# Safe camping wanted near Villanueva del Trabuco



## ActiveCampers (Jun 17, 2005)

Hello

On our 2nd long trip we'll be off to Spain for December and Jan.

In December - I will be meeting some mates in VILLANUEVA DEL TRABUCO and staying in a B&B and do some motorbike trail riding. Mel will be staying with the van and, as its a lads weekend, will not be joining us ( 8O )

So I'm looking for anyone who knows anywhere nearby, and safe, where she could camp. We'll try and get there a day early so we can set up etc and scout the area.

As this would be the first time she'd be left in the van - the safer the better.

Any recommendations welcome - we only found one site about 30m away so far 

Thanks


----------



## eddied (May 9, 2005)

*Villanuevo del Trabuco*

 Ciao, when in Spain this is the area I go to (Antequera/Axarquia)
There is an 'area' at Archidona, which is not all that far from Villanueva del Trabuco. I would have thought it should fit your bill :
www.lapaca.org/areas/ficha_area.php?area_id=14

luego,
eddied


----------



## ActiveCampers (Jun 17, 2005)

*Re: Villanuevo del Trabuco*



eddied said:


> Ciao, when in Spain this is the area I go to (Antequera/Axarquia)
> There is an 'area' at Archidona, which is not all that far from Villanueva del Trabuco. I would have thought it should fit your bill :
> www.lapaca.org/areas/ficha_area.php?area_id=14
> 
> ...


Thanks
What is an area? Is it the same as a french aire?
Seems to say limited to 48 hours - Mel will need 72 hours probably - Fridaty night through to Monday morning when she can collect by battered and buised bits!

Is the weather warm there in December? Or will Mel (who feels the cold especially without a human radiator) need hookup?

If you know any more, or even paid-for sites then please let us know.

(Other question - what are the roads like? The map looks hilly so slightly worried if they are suitable for vans?)

Anyway - cheers again - bookmarked


----------



## eddied (May 9, 2005)

*Villanuevo del Trabuco*

 Hola,
yes, the 'area' at Archidona is like a French 'aire' or Italian 'area' and as you say, theoretically only 48 hours maximum.

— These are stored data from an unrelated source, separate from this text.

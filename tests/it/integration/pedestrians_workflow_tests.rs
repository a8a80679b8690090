//! Pedestrian count workflow tests

use crate::helpers::{SURFACE, pedestrians_session};

#[test]
fn test_default_pass() {
    let session = pedestrians_session();
    let out = session.run_pass_uniform(SURFACE);
    assert_eq!(out.row_count, 4);
    assert_eq!(out.kpi("Total Pedestrians"), Some("2,700"));
    assert_eq!(out.kpi("Avg per Hour"), Some("675"));
    assert_eq!(out.kpi("Unique Days"), Some("4"));
    assert_eq!(out.kpi("Measured Rows"), Some("75.0%"));
    assert_eq!(out.kpi("Peak Hour"), Some("2022-06-11T14:00 (1,200)"));
    assert_eq!(out.kpi("Latest Timestamp"), Some("2022-06-13 08:00 UTC"));
    assert_eq!(out.charts.len(), 3);
}

#[test]
fn test_weekend_checkbox() {
    let mut session = pedestrians_session();
    session.toggle("day_type", "Weekend");
    let out = session.run_pass(&[]);
    assert_eq!(out.kpi("Total Pedestrians"), Some("700"));
    assert_eq!(out.kpi("Avg per Hour"), Some("350"));
}

#[test]
fn test_weather_and_year_filters() {
    let mut session = pedestrians_session();
    session.select("weather", ["snow"]);
    assert_eq!(session.run_pass(&[]).kpi("Total Pedestrians"), Some("800"));

    session.reset_filters();
    session.set_year_min(2022);
    assert_eq!(session.run_pass(&[]).kpi("Total Pedestrians"), Some("1,500"));
}

#[test]
fn test_monthly_trend() {
    let session = pedestrians_session();
    let out = session.run_pass(&[("monthly", SURFACE)]);
    assert_eq!(
        out.chart("monthly").unwrap().commands.texts(),
        ["1,500", "1,125", "750", "375", "0", "Pedestrians", "2021-12", "2022-06"]
    );
}

#[test]
fn test_story() {
    let session = pedestrians_session();
    let out = session.run_pass(&[]);
    assert_eq!(
        out.highlights,
        [
            "Most active segment: Bahnhofstrasse (Nord) (1,500 pedestrians).",
            "Busiest hour: 14:00 (2,400).",
            "Average hourly count at 20 C or warmer: 1,200.",
            "Average hourly count below 10 C: 600.",
            "Loaded data spans 2021 to 2022.",
        ]
    );
}
//! Unit tests for the aggregation engine over dataset rows.

use crate::helpers::{Lcg, dogs_session, slogans_session};
use civicboard::aggregate::{
    Average, count_by, cross_tabulate, dedupe_by_key, finite_sum, group_sum, is_blank_label, mean,
    unique_count, weighted_average,
};
use civicboard::datasets::dogs::{DogRow, owner_age_mid};

#[test]
fn test_group_sum_reindexes_missing_years_as_zero() {
    let session = dogs_session();
    let per_year = group_sum(session.rows(), |r| r.year, |r| r.count);
    assert_eq!(per_year.reindex(&[2018, 2019, 2020, 2021, 2022]), [0.0, 2.0, 3.0, 2.0, 0.0]);
}

#[test]
fn test_group_sum_keeps_first_seen_order() {
    let session = dogs_session();
    let per_kreis = group_sum(session.rows(), |r| r.kreis.as_str(), |r| r.count);
    let keys: Vec<&str> = per_kreis.keys().copied().collect();
    assert_eq!(keys, ["Kreis 3", "Kreis 7", "Kreis 11"]);
}

#[test]
fn test_weighted_average_skips_missing_values() {
    let session = dogs_session();
    let avg = weighted_average(session.rows(), |r| r.dog_age, |r| r.count);
    // (2 + 9 + 3 + 1·2 + 4) / 6
    assert_eq!(avg, Average::Defined(20.0 / 6.0));
}

#[test]
fn test_weighted_average_undefined_without_weight() {
    let rows: Vec<DogRow> = Vec::new();
    assert_eq!(weighted_average(&rows, |r| r.dog_age, |r| r.count), Average::Undefined);
    assert_eq!(mean([f64::NAN]), Average::Undefined);
    assert_eq!(mean([1.0, 2.0, f64::INFINITY]), Average::Defined(1.5));
}

#[test]
fn test_owner_age_midpoints_feed_average() {
    let session = dogs_session();
    let avg = weighted_average(session.rows(), |r| owner_age_mid(&r.owner_age), |r| r.count);
    // 34.5, 64.5, 34.5, 10·2, 84.5; the unknown band drops out
    assert_eq!(avg.value(), Some((34.5 + 64.5 + 34.5 + 20.0 + 84.5) / 6.0));
}

#[test]
fn test_top_n_excludes_blank_labels() {
    let session = dogs_session();
    let mut rows: Vec<DogRow> = session.rows().to_vec();
    rows[0].breed = "  ".to_string();
    let per_breed = group_sum(&rows, |r| r.breed.clone(), |r| r.count);
    let top = per_breed.top_n_excluding(2, is_blank_label);
    assert_eq!(top, [("Chihuahua".to_string(), 2.0), ("Mischling".to_string(), 2.0)]);
}

#[test]
fn test_finite_sum_ignores_nan() {
    assert_eq!(finite_sum([1.0, f64::NAN, 2.5]), 3.5);
}

#[test]
fn test_dedupe_and_unique_count() {
    let session = slogans_session();
    let issues = dedupe_by_key(session.rows(), |r| r.issue_id.as_str());
    assert_eq!(issues.len(), 3);
    assert_eq!(issues[0].party, "SP");
    assert_eq!(unique_count(session.rows(), |r| r.party.as_str()), 5);
}

#[test]
fn test_cross_tabulate_counts_within_domains() {
    let session = slogans_session();
    let parties = ["SP", "FDP"];
    let years = [2022, 2023];
    let matrix = cross_tabulate(session.rows(), &parties, &years, |r| r.party.as_str(), |r| r.year);
    assert_eq!(matrix.rows(), 2);
    assert_eq!(matrix.cols(), 2);
    assert_eq!(matrix.row(0), [1.0, 2.0]);
    assert_eq!(matrix.row(1), [1.0, 0.0]);
    assert_eq!(matrix.max_value(), Some(2.0));
    assert_eq!(matrix.col_labels(), ["2022", "2023"]);
}

#[test]
fn test_count_by_stance() {
    let session = slogans_session();
    let per_stance = count_by(session.rows(), |r| r.stance.as_str());
    assert_eq!(per_stance.get(&"JA"), Some(4.0));
    assert_eq!(per_stance.get(&"NEIN"), Some(2.0));
    assert_eq!(per_stance.get(&"FREI"), Some(1.0));
    assert!(!per_stance.contains(&"OTHER"));
}

fn generated_counts(seed: u64, n: usize) -> Vec<(u32, f64)> {
    let mut rng = Lcg::new(seed);
    (0..n)
        .map(|i| {
            let value = match i % 13 {
                0 => f64::NAN,
                7 => f64::INFINITY,
                _ => rng.below(1000) as f64 / 4.0,
            };
            (rng.below(50) as u32, value)
        })
        .collect()
}

#[test]
fn test_group_sum_conserves_total_for_any_key() {
    let keys: [fn(&(u32, f64)) -> u32; 4] = [
        |r| r.0,
        |r| r.0 % 3,
        |_| 0,
        |r| r.0 * 7 % 11,
    ];
    for seed in [3, 11, 99, 512, 4096] {
        let rows = generated_counts(seed, 150);
        let total = finite_sum(rows.iter().map(|r| r.1));
        for key in keys {
            let grouped = group_sum(&rows, |r| key(r), |r| r.1);
            assert!(
                (grouped.total() - total).abs() < 1e-9,
                "seed {seed}: {} != {}",
                grouped.total(),
                total
            );
        }
    }
}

I don't think there would be anything to stop you driving off in the morning, and then coming back again in the afternoon for another 48 hours.
As far as climate is concerned, remember that inland Andalucia is quite high up from sea level, and whilst you can have some pleasant warm periods in December, you can also get some nasty wet windy cold ones too, especially around Antequera.
Yes, the roads are a bit twisty some of them, but nearly all well maintained/surfaced, and no problem for the average motorhome.

For a full service camp site, about half an hour from Villanueva del Trabuco, have a look at this:
www.complejoruraleltorcal.com.
Have not stayed there myself , but have visited it, and it looks really good, and more importantly receives good reviews on Spanish motorhome websites.
Another one to consider (maybe you already have) is La Vinuela, further away down towards Velez Malaga, about 50 Kms. However, this site is in an ex pat area if you like that sort of thing, and has a restaurant/bar which is very good and a meeting point for GB ex pats., so plenty of company - familiar goings on etc.
luego,
eddied


----------



## ActiveCampers (Jun 17, 2005)

Thanks - much apprecaited - apprecaite the effort it takes to give that much info in reply.

I'll let Mel take a look when she is back from work - she just wants to be able to relax when I'm in a nice B&B with "the lads". The expat area may not be ideal for normal staying, but as we'll only have been in spain for a day or so she may prefer this as we would not have aclimatised.

Cheers


----------